The concept of corporate responsibility covers a broad spectrum of corporate “give back” including governance, social responsibility, philanthropy and, most recently sustainability. Generally, corporate responsibility focuses on an individual organization’s relationship with its community, stakeholders, and customers, and the way in which it contributes to the world around it beyond profit and shareholder value — sharing and contributing to something bigger than the immediate economic well being of the organization.

An example of this new public – private collaboration rooted in corporate responsibility is work being done by a broad coalition of organizations, led by the Corporate Responsibility Officer Association, and including dozens of executives from across the business community, NGO/non-profits, academia and government, focused on sustainability in the federal supply chain.

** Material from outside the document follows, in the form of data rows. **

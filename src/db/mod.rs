//! SQLite persistence for price history and warm-start snapshots

use crate::error::{SyncError, SyncResult};
use rusqlite::Connection;
use std::path::Path;
use std::sync::{Arc, Mutex, MutexGuard};

pub mod price_history;
pub mod state_cache;

pub use price_history::{HistoryWriter, PriceHistory, PricePoint};
pub use state_cache::StateCache;

/// Shared handle to one SQLite connection
#[derive(Debug, Clone)]
pub struct Database {
    conn: Arc<Mutex<Connection>>,
}

impl Database {
    /// Open (or create) a database file, creating parent directories
    pub fn new<P: AsRef<Path>>(path: P) -> SyncResult<Self> {
        let path = path.as_ref();
        if let Some(parent) = path.parent() {
            if !parent.as_os_str().is_empty() {
                std::fs::create_dir_all(parent)
                    .map_err(|e| SyncError::StorageConnection(format!("{}: {}", parent.display(), e)))?;
            }
        }

        let conn = Connection::open(path)
            .map_err(|e| SyncError::StorageConnection(format!("{}: {}", path.display(), e)))?;
        conn.execute_batch("PRAGMA journal_mode = WAL;")?;

        Ok(Database {
            conn: Arc::new(Mutex::new(conn)),
        })
    }

    /// Create an in-memory database (for testing)
    pub fn new_in_memory() -> SyncResult<Self> {
        let conn = Connection::open_in_memory()
            .map_err(|e| SyncError::StorageConnection(e.to_string()))?;

        Ok(Database {
            conn: Arc::new(Mutex::new(conn)),
        })
    }

    /// Create tables if they do not exist yet
    pub fn run_migrations(&self) -> SyncResult<()> {
        let conn = self.lock()?;
        let migration_sql = include_str!("migrations/V1__price_history.sql");
        conn.execute_batch(migration_sql)?;
        Ok(())
    }

    /// Open a file database and make sure the schema is in place
    pub fn open_and_migrate<P: AsRef<Path>>(path: P) -> SyncResult<Self> {
        let db = Self::new(path)?;
        db.run_migrations()?;
        Ok(db)
    }

    pub fn get_connection(&self) -> Arc<Mutex<Connection>> {
        Arc::clone(&self.conn)
    }

    pub fn health_check(&self) -> SyncResult<bool> {
        let conn = self.lock()?;
        let result: i32 = conn.query_row("SELECT 1", [], |row| row.get(0))?;
        Ok(result == 1)
    }

    pub(crate) fn lock(&self) -> SyncResult<MutexGuard<'_, Connection>> {
        self.conn
            .lock()
            .map_err(|_| SyncError::StorageConnection("database mutex poisoned".to_string()))
    }
}

#[cfg(test)]
mod tests {
    use super::*;

    #[test]
    fn test_database_creation() {
        let db = Database::new_in_memory().unwrap();
        assert!(db.health_check().unwrap());
    }

    #[test]
    fn test_migrations_are_idempotent() {
        let db = Database::new_in_memory().unwrap();
        db.run_migrations().unwrap();
        db.run_migrations().unwrap();

        let conn = db.lock().unwrap();
        let count: i32 = conn
            .query_row(
                "SELECT COUNT(*) FROM sqlite_master WHERE type='table' AND name IN ('price_history', 'state_cache')",
                [],
                |row| row.get(0),
            )
            .unwrap();
        assert_eq!(count, 2);
    }
}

As part of its support for Executive Order 13514, the Council for Environmental Quality (CEQ) established a Sustainable Supply Chain Community of Practice on www.Data.gov, with the intent of harvesting the best ideas from the private sector for creating a more stable, sustainable supply chain. Through the involvement of an ongoing public and private steering committee, this collaborative effort hopes to demonstrate that sustainable practices, both within an organization and along its value chain, can deliver tested and proven tools for cutting operating budgets.

This initiative, which began in March of 2012, will culminate in a presentation of ideas and direction at the 2012 GreenGov conference. The primary focus of has been to seed the development of sustainable supply chain practices in the federal government (at GSA initially) based on actionable lessons learned and observed data from private sector organizations that have done this as part of their own corporate responsibility, sustainability, and cost reduction activities. While the collaboration will initially focus on six key product areas for the federal government, GSA and CEQ would ultimately expand the guidelines to all federal acquisition if successfully implemented.

As a model, relying on the private sector corporate responsibility ethos won’t work for everything government needs to do. Private sector organizations are profit-driven and don’t make a practice of giving away free advice to government agencies unless it impacts their bottom line in some way. But interestingly, given the participation to date in this effort by leading private sector organizations such Deloitte, Coca Cola, UPS, Dow, Siemens, SAP, and IBM, there is a resonance that government is tuning in to in the sustainability space. The opportunity to showcase what can be done is a compelling path for all stakeholders, and a novel way for the government to leverage an existing knowledge base to examine their operations and supply chains to cut costs, create new value, and improve sustainability.